_What to produce_
Pick the lines holding the string "observable" out of the records and copy them.

Items listed in a dataset
———

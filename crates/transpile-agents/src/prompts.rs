//! Prompt templates for the three model calls of a translation request.
//!
//! Prompt versioning: bump `PROMPT_VERSION` whenever template content changes.
//! The version is stamped into every pipeline result so a regression can be
//! traced to the prompt that produced it.

use crate::model::{ModelRequest, Template};

/// Prompt version. Bump on any template content change.
pub const PROMPT_VERSION: &str = "1.3.0";

pub const SUMMARIZE_SYSTEM: &str = "\
You analyse C code before it is translated to Rust. \
Describe the given declaration precisely and briefly.

Reply with a single JSON object and nothing else:
{\"parameters\": \"inputs, members or components involved\", \
\"return_type\": \"results, exposed data or observable state\", \
\"functional_description\": \"high-level purpose\"}";

pub const GENERATE_SYSTEM: &str = "\
You are an expert C to Rust translator. You produce safe, idiomatic Rust \
(edition 2021) that compiles with rustc using only the standard library. \
Preserve the observable behavior of the C program, including its input \
and output format. Never use `unsafe`. Reply with Rust code only.";

pub const REFINE_SYSTEM: &str = "\
You are an expert Rust developer repairing a C to Rust translation that \
does not compile. Fix every reported compiler error while keeping the \
behavior of the original C code. Reply with the complete corrected Rust \
program only.";

const BASE_CONSTRAINTS: &[&str] = &[
    "Output pure Rust code only. No comments, markdown, or explanatory text.",
    "Use only the Rust standard library; no external crates.",
    "Do not introduce new top-level declarations beyond what the C code defines, except a `fn main` when the C code has one.",
    "Follow Rust naming conventions: structs, enums and type aliases are UpperCamelCase; update all uses when renaming.",
    "Use only fields and methods that exist on the provided types. Do not invent helper methods.",
    "Avoid redundant parentheses in control-flow conditions (use `if flag`, not `if (flag)`).",
];

/// `node_s` → `NodeS`
pub fn rust_camel_case(name: &str) -> String {
    name.split(|c: char| !c.is_ascii_alphanumeric())
        .filter(|p| !p.is_empty())
        .map(|p| {
            let mut chars = p.chars();
            chars
                .next()
                .map(|first| first.to_ascii_uppercase().to_string() + chars.as_str())
                .unwrap_or_default()
        })
        .collect()
}

/// Hard requirements on the output shape. `type_names` are C type names
/// that must be renamed to UpperCamelCase.
pub fn translation_constraints(type_names: &[&str]) -> String {
    let mut rules: Vec<String> = BASE_CONSTRAINTS.iter().map(|r| r.to_string()).collect();
    for name in type_names {
        let target = rust_camel_case(name);
        if !target.is_empty() && target != *name {
            rules.push(format!(
                "Rename `{name}` to `{target}` in Rust and update all references to use `{target}`."
            ));
        }
    }
    rules
        .iter()
        .map(|r| format!("- {r}"))
        .collect::<Vec<_>>()
        .join("\n")
}

pub fn summarize_request(source: &str, declaration_context: Option<&str>) -> ModelRequest {
    let mut user = String::new();
    if let Some(context) = declaration_context {
        user.push_str(&format!("## Declaration\n{context}\n\n"));
    }
    user.push_str(&format!("## C code\n```c\n{}\n```", source.trim_end()));
    ModelRequest {
        template: Template::Summarize,
        system: SUMMARIZE_SYSTEM.to_string(),
        user,
    }
}

/// Inputs for the first-draft request, already rendered to text.
#[derive(Debug, Clone, Default)]
pub struct GenerateInputs<'a> {
    pub source: &'a str,
    pub hints: &'a str,
    pub examples: &'a str,
    pub summary: &'a str,
    pub declaration_context: Option<&'a str>,
    /// Already-translated upstream declarations (project mode).
    pub dependency_context: Option<&'a str>,
    pub constraints: &'a str,
}

pub fn generate_request(inputs: &GenerateInputs<'_>) -> ModelRequest {
    let mut user = format!(
        "## {}\n\n## Examples\n{}\n\n## {}\n",
        inputs.hints.trim_end(),
        inputs.examples.trim_end(),
        inputs.summary.trim()
    );
    push_context(&mut user, inputs.declaration_context, inputs.dependency_context);
    user.push_str(&format!(
        "\n## C code to translate\n```c\n{}\n```\n\n## Constraints\n{}",
        inputs.source.trim_end(),
        inputs.constraints
    ));
    ModelRequest {
        template: Template::Generate,
        system: GENERATE_SYSTEM.to_string(),
        user,
    }
}

/// `## Declaration` and `## Already translated` sections, when present.
fn push_context(user: &mut String, declaration: Option<&str>, dependencies: Option<&str>) {
    if let Some(context) = declaration {
        user.push_str(&format!("\n## Declaration\n{context}\n"));
    }
    if let Some(deps) = dependencies.filter(|d| !d.trim().is_empty()) {
        user.push_str(&format!(
            "\n## Already translated (reuse, do not redefine)\n{}\n",
            deps.trim_end()
        ));
    }
}

/// Inputs for a repair request: the original C, the failing candidate and
/// its rendered diagnostics.
#[derive(Debug, Clone, Default)]
pub struct RefineInputs<'a> {
    pub original: &'a str,
    pub previous: &'a str,
    pub diagnostics: &'a str,
    pub declaration_context: Option<&'a str>,
    pub dependency_context: Option<&'a str>,
    pub constraints: &'a str,
}

pub fn refine_request(inputs: &RefineInputs<'_>) -> ModelRequest {
    let mut user = format!(
        "## Original C code\n```c\n{}\n```\n",
        inputs.original.trim_end()
    );
    push_context(&mut user, inputs.declaration_context, inputs.dependency_context);
    user.push_str(&format!(
        "\n## Previous Rust attempt\n```rust\n{}\n```\n\n\
         ## Compiler errors\n{}\n\n## Constraints\n{}",
        inputs.previous.trim_end(),
        inputs.diagnostics.trim_end(),
        inputs.constraints
    ));
    ModelRequest {
        template: Template::Refine,
        system: REFINE_SYSTEM.to_string(),
        user,
    }
}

———

_Your response_
\"return_type\": \"results, exposed data or observable state\", \
Preserve the observable behavior of the C program, including its input \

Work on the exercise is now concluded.